[Dataset excerpts]

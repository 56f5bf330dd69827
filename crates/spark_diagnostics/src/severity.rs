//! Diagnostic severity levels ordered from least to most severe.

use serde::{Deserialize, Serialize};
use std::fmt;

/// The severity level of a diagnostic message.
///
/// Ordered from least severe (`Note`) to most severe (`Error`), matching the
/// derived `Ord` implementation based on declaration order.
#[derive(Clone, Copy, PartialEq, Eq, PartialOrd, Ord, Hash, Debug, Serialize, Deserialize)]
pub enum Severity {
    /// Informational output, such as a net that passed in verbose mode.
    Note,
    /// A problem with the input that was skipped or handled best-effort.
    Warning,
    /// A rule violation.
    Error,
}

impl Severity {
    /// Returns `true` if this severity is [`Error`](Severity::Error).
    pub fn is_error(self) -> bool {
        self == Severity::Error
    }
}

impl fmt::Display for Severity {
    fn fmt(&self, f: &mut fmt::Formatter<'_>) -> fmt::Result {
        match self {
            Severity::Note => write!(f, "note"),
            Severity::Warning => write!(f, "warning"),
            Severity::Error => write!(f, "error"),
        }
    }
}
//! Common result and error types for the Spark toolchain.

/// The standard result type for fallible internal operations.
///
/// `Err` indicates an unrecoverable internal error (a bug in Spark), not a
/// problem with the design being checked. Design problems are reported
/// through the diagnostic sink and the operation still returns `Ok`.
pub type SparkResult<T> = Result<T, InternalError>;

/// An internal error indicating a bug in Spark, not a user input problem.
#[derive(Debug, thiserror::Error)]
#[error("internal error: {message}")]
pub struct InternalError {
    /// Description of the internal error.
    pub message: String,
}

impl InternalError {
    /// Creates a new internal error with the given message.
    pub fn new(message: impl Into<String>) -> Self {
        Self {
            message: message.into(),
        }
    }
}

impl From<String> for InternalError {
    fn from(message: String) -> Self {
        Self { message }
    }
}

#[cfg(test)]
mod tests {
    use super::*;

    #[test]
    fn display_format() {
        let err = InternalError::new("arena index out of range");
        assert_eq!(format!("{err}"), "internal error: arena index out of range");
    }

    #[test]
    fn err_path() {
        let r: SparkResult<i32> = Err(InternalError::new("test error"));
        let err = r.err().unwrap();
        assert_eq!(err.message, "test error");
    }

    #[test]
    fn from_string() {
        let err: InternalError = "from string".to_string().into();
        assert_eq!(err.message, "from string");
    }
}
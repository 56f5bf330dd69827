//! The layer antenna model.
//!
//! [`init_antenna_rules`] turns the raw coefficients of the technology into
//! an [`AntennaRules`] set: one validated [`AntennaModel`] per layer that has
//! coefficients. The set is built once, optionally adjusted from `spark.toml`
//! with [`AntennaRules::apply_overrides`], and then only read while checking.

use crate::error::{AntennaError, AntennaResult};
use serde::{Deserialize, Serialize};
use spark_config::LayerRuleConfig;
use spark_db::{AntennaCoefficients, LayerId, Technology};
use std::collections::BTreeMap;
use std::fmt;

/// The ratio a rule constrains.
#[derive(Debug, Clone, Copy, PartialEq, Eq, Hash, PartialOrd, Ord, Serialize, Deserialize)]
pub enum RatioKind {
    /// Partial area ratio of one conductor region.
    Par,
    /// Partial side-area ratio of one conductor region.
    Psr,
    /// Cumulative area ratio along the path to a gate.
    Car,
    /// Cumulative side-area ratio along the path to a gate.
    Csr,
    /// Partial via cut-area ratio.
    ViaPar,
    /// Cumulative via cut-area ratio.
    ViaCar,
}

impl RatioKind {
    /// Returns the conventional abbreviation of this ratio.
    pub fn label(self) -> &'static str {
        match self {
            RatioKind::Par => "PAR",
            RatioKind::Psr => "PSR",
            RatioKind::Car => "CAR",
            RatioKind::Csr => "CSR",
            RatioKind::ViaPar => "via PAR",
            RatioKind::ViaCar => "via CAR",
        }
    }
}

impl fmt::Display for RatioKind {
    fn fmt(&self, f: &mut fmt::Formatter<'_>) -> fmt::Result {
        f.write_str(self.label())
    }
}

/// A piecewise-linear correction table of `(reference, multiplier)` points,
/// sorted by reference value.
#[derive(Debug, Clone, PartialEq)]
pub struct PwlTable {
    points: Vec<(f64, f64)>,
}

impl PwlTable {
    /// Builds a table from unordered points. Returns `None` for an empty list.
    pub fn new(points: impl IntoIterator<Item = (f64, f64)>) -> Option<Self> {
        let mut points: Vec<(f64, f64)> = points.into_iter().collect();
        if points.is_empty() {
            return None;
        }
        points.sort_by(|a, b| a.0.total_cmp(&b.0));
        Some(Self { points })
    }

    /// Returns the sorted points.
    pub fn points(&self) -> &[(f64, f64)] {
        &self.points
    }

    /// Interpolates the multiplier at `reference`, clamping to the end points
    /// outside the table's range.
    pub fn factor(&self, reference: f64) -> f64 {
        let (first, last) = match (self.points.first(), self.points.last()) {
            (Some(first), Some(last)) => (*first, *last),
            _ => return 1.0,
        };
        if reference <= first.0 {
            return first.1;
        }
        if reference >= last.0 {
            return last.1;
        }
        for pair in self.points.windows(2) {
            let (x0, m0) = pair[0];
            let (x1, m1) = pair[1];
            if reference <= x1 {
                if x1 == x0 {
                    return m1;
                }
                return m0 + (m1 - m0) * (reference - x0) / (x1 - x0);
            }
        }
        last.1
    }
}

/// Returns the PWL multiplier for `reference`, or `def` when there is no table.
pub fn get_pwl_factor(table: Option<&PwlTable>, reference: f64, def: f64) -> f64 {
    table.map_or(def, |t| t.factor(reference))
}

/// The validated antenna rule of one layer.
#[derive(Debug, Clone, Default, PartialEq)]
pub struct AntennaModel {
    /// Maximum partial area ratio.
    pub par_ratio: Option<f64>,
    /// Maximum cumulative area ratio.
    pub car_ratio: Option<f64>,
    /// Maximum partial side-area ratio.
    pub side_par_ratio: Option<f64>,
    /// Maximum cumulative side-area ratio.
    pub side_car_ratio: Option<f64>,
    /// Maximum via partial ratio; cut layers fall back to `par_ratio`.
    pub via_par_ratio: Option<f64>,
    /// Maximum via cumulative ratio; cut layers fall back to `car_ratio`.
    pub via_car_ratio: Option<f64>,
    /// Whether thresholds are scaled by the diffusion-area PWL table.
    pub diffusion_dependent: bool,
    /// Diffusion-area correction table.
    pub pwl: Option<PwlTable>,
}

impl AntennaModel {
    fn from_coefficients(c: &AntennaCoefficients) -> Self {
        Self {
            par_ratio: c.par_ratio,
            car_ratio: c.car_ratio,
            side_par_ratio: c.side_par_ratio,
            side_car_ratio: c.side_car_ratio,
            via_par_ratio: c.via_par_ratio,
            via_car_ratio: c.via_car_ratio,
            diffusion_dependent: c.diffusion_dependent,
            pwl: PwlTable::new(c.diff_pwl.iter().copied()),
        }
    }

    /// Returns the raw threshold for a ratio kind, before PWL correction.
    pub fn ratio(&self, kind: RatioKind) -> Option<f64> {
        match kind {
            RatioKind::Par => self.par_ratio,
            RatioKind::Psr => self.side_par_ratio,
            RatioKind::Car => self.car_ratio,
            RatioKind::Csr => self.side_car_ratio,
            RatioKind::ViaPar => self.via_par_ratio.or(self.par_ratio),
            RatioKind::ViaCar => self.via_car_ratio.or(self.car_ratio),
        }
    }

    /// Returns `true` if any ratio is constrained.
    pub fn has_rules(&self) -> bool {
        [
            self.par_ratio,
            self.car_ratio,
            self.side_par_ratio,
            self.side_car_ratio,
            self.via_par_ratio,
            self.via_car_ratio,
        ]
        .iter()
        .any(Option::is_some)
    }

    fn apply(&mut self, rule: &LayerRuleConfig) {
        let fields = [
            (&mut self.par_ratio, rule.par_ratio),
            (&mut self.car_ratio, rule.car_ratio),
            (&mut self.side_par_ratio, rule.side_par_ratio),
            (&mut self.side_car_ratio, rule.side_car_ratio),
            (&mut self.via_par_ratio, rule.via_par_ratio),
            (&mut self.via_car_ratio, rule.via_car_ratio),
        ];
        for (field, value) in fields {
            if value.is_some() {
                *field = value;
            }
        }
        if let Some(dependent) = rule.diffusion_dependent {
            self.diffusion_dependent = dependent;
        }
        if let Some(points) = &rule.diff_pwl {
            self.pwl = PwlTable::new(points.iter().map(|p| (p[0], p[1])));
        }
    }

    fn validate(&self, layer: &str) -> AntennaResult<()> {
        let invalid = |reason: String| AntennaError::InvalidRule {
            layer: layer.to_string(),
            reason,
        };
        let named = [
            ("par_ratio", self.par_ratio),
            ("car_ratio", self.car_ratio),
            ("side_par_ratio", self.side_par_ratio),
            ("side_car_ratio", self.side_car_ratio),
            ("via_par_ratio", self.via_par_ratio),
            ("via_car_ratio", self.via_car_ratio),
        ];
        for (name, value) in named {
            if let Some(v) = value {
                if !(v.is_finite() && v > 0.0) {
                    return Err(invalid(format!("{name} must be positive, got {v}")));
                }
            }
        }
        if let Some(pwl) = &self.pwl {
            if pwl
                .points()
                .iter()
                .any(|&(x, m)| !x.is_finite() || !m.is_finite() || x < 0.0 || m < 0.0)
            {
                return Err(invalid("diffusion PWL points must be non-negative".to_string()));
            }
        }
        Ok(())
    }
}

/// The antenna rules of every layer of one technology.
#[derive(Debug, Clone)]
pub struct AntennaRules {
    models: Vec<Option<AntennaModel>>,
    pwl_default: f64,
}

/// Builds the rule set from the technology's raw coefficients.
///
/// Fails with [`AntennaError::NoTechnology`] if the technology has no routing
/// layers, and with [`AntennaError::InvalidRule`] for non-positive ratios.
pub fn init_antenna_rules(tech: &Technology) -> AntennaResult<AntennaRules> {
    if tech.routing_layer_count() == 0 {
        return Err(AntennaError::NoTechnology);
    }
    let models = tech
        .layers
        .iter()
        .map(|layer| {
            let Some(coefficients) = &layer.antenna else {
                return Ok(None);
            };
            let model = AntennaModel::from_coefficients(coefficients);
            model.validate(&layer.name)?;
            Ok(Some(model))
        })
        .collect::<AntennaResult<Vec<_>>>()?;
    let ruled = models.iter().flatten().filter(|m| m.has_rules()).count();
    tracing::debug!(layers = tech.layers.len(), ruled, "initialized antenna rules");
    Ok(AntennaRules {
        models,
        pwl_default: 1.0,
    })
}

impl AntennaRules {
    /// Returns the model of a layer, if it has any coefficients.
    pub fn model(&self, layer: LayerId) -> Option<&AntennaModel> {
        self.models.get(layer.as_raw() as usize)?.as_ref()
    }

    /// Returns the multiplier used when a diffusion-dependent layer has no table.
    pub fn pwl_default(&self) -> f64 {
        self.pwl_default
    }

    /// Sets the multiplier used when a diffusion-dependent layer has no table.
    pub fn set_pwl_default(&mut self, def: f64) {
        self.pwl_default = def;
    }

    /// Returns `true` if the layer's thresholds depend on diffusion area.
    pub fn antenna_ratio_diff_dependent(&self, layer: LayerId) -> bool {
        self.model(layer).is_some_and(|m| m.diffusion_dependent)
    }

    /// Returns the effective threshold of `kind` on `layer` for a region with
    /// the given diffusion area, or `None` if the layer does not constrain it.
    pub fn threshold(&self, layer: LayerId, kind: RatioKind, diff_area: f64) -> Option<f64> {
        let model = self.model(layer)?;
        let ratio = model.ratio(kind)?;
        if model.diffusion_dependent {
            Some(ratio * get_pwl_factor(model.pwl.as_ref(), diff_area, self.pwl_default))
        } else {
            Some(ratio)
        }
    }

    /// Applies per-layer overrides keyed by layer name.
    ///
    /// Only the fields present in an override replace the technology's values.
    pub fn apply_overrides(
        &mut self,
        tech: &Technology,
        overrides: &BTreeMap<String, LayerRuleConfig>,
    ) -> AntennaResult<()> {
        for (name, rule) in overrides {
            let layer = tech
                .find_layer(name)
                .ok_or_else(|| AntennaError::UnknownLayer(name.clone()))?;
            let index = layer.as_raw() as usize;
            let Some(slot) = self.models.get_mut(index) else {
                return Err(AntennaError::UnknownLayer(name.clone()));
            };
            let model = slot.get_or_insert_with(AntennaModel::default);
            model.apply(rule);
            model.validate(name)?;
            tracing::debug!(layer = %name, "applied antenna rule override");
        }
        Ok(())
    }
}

▸ YOUR OBJECTIVE: In the answer, return exactly the lines from the line containing "let ratio = model.ratio(kind)?;" to the end of the records above, and no others.

▸ ANSWER FOR THIS EXERCISE:
        let ratio = model.ratio(kind)?;
        if model.diffusion_dependent {
            Some(ratio * get_pwl_factor(model.pwl.as_ref(), diff_area, self.pwl_default))
        } else {
            Some(ratio)
        }
    }

    /// Applies per-layer overrides keyed by layer name.
    ///
    /// Only the fields present in an override replace the technology's values.
    pub fn apply_overrides(
        &mut self,
        tech: &Technology,
        overrides: &BTreeMap<String, LayerRuleConfig>,
    ) -> AntennaResult<()> {
        for (name, rule) in overrides {
            let layer = tech
                .find_layer(name)
                .ok_or_else(|| AntennaError::UnknownLayer(name.clone()))?;
            let index = layer.as_raw() as usize;
            let Some(slot) = self.models.get_mut(index) else {
                return Err(AntennaError::UnknownLayer(name.clone()));
            };
            let model = slot.get_or_insert_with(AntennaModel::default);
            model.apply(rule);
            model.validate(name)?;
            tracing::debug!(layer = %name, "applied antenna rule override");
        }
        Ok(())
    }
}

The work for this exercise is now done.